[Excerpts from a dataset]
______________________________
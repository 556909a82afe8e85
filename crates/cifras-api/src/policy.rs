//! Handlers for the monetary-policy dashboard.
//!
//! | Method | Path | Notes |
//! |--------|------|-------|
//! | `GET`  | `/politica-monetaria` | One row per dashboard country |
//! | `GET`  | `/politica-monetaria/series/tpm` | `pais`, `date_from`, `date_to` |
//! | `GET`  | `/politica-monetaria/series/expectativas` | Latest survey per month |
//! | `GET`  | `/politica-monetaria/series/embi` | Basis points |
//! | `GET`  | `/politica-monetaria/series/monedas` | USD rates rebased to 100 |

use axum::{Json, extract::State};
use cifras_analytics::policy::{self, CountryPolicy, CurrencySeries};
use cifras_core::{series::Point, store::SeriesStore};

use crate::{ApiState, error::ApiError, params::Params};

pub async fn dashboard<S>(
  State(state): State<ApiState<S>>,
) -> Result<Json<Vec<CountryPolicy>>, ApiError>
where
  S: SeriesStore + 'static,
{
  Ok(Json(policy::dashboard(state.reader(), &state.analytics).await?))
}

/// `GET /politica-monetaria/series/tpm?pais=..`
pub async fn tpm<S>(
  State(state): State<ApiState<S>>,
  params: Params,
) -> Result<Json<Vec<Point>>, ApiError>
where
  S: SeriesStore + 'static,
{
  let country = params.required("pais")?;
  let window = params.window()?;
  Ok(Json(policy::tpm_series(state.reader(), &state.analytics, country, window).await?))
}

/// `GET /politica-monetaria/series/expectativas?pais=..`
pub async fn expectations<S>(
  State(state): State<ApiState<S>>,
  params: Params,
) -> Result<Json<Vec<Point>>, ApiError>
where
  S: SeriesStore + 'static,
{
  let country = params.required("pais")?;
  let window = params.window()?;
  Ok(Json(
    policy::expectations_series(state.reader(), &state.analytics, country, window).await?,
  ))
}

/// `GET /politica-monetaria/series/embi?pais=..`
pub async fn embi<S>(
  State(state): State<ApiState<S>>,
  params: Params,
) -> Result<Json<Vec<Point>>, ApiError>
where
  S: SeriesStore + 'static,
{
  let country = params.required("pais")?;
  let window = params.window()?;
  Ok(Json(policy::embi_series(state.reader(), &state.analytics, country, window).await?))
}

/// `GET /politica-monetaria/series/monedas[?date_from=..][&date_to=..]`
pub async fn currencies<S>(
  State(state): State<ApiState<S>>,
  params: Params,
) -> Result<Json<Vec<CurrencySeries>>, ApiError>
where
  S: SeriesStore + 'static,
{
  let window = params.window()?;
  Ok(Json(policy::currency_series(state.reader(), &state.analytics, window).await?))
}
______________________________
Every entry needs to be copied again, word for word.

• _Response_:
repository 556909a82afe8e85
filename crates/cifras-api/src/policy.rs
//! Handlers for the monetary-policy dashboard.
//!
//! | Method | Path | Notes |
//! |--------|------|-------|
//! | `GET`  | `/politica-monetaria` | One row per dashboard country |
//! | `GET`  | `/politica-monetaria/series/tpm` | `pais`, `date_from`, `date_to` |
//! | `GET`  | `/politica-monetaria/series/expectativas` | Latest survey per month |
//! | `GET`  | `/politica-monetaria/series/embi` | Basis points |
//! | `GET`  | `/politica-monetaria/series/monedas` | USD rates rebased to 100 |

use axum::{Json, extract::State};
use cifras_analytics::policy::{self, CountryPolicy, CurrencySeries};
use cifras_core::{series::Point, store::SeriesStore};

use crate::{ApiState, error::ApiError, params::Params};

pub async fn dashboard<S>(
  State(state): State<ApiState<S>>,
) -> Result<Json<Vec<CountryPolicy>>, ApiError>
where
  S: SeriesStore + 'static,
{
  Ok(Json(policy::dashboard(state.reader(), &state.analytics).await?))
}

/// `GET /politica-monetaria/series/tpm?pais=..`
pub async fn tpm<S>(
  State(state): State<ApiState<S>>,
  params: Params,
) -> Result<Json<Vec<Point>>, ApiError>
where
  S: SeriesStore + 'static,
{
  let country = params.required("pais")?;
  let window = params.window()?;
  Ok(Json(policy::tpm_series(state.reader(), &state.analytics, country, window).await?))
}

/// `GET /politica-monetaria/series/expectativas?pais=..`
pub async fn expectations<S>(
  State(state): State<ApiState<S>>,
  params: Params,
) -> Result<Json<Vec<Point>>, ApiError>
where
  S: SeriesStore + 'static,
{
  let country = params.required("pais")?;
  let window = params.window()?;
  Ok(Json(
    policy::expectations_series(state.reader(), &state.analytics, country, window).await?,
  ))
}

/// `GET /politica-monetaria/series/embi?pais=..`
pub async fn embi<S>(
  State(state): State<ApiState<S>>,
  params: Params,
) -> Result<Json<Vec<Point>>, ApiError>
where
  S: SeriesStore + 'static,
{
  let country = params.required("pais")?;
  let window = params.window()?;
  Ok(Json(policy::embi_series(state.reader(), &state.analytics, country, window).await?))
}

/// `GET /politica-monetaria/series/monedas[?date_from=..][&date_to=..]`
pub async fn currencies<S>(
  State(state): State<ApiState<S>>,
  params: Params,
) -> Result<Json<Vec<CurrencySeries>>, ApiError>
where
  S: SeriesStore + 'static,
{
  let window = params.window()?;
  Ok(Json(policy::currency_series(state.reader(), &state.analytics, window).await?))
}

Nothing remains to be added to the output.